82 Commits

Author SHA1 Message Date
Marco Munizaga
0c5ee7bbfe
feat(gossipsub): Add MessageBatch (#607)
to support batch publishing messages

Replaces #602.

Batch publishing lets the system know there are multiple related
messages to be published so it can prioritize sending different messages
before sending copies of messages. For example, with the default API,
when you publish two messages A and B, under the hood A gets sent to D=8
peers first, before B gets sent out. With this MessageBatch api we can
now send one copy of A _and then_ one copy of B before sending multiple
copies.

When a node has bandwidth constraints relative to the messages it is
publishing this improves dissemination time.
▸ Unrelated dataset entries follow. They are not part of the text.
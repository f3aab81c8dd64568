//! wgpu renderer for the orrery: textured spheres for the sun, planets and
//! sky, and alpha-blended ring discs.

pub mod buffer;
pub mod camera;
pub mod depth;
pub mod gpu;
pub mod mesh;
pub mod pipeline;
pub mod renderer;
pub mod scene;
pub mod texture;

pub use buffer::{BufferAllocator, MeshBuffer, VertexPositionNormalUv};
pub use camera::{CameraUniform, SceneCamera};
pub use depth::DepthBuffer;
pub use gpu::{RenderContext, RenderContextError, SurfaceError, init_render_context_blocking};
pub use mesh::{MeshData, uv_sphere, unit_quad};
pub use pipeline::{BodyPipelines, DrawUniform, Shading};
pub use renderer::{MAX_DRAWS, SceneRenderer};
pub use scene::{DrawItem, MeshKind, SceneFrame};
pub use texture::{DecodedImage, ManagedTexture, TextureError, TextureLibrary, decode_image};
//! Command-line argument parsing.

use std::path::PathBuf;

use clap::Parser;

use crate::Config;

/// Orrery command-line arguments.
///
/// CLI values override settings loaded from `config.ron`.
#[derive(Parser, Debug, Default)]
#[command(name = "orrery", about = "Animated solar system with a scripted camera fly-through")]
pub struct CliArgs {
    /// Window width.
    #[arg(long)]
    pub width: Option<u32>,

    /// Window height.
    #[arg(long)]
    pub height: Option<u32>,

    /// Start in fullscreen.
    #[arg(long)]
    pub fullscreen: Option<bool>,

    /// Initial simulation speed multiplier.
    #[arg(long)]
    pub speed: Option<f32>,

    /// Start paused.
    #[arg(long)]
    pub paused: bool,

    /// Skip the scripted fly-through and start in free-look.
    #[arg(long)]
    pub skip_intro: bool,

    /// Directory holding the texture images.
    #[arg(long)]
    pub assets: Option<PathBuf>,

    /// Log level (error, warn, info, debug, trace).
    #[arg(long)]
    pub log_level: Option<String>,

    /// Path to config directory (overrides default location).
    #[arg(long)]
    pub config: Option<PathBuf>,
}

impl Config {
    /// Apply CLI overrides to a loaded config.
    pub fn apply_cli_overrides(&mut self, args: &CliArgs) {
        if let Some(w) = args.width {
            self.window.width = w;
        }
        if let Some(h) = args.height {
            self.window.height = h;
        }
        if let Some(fs) = args.fullscreen {
            self.window.fullscreen = fs;
        }
        if let Some(speed) = args.speed {
            self.simulation.initial_speed = speed;
        }
        if args.paused {
            self.simulation.start_paused = true;
        }
        if args.skip_intro {
            self.camera.skip_intro = true;
        }
        if let Some(ref dir) = args.assets {
            self.assets.directory = dir.clone();
        }
        if let Some(ref level) = args.log_level {
            self.debug.log_level = level.clone();
        }
    }
}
For more context see this post:
https://ethresear.ch/t/improving-das-performance-with-gossipsub-batch-publishing/21713
2025-05-08 10:23:02 -07:00
Marco Munizaga
50ccc5ca90
fix(IDONTWANT)!: Do not IDONTWANT your sender (#609)
We were sending IDONTWANT to the sender of the received message. This is
pointless, as the sender should not repeat a message it already sent.
The sender could also have tracked that it had sent this peer the
message (we don't do this currently, and it's probably not necessary).

@ppopth
2025-04-30 10:58:50 +03:00
Pop Chunhapanya
bf5b583843
Allow cancelling IWANT using IDONTWANT (#591)
As specified in the Gossipsub v1.2 spec, we should allow cancelling
IWANT by IDONTWANT.

That is if IDONTWANT already arrived, we should not process IWANT.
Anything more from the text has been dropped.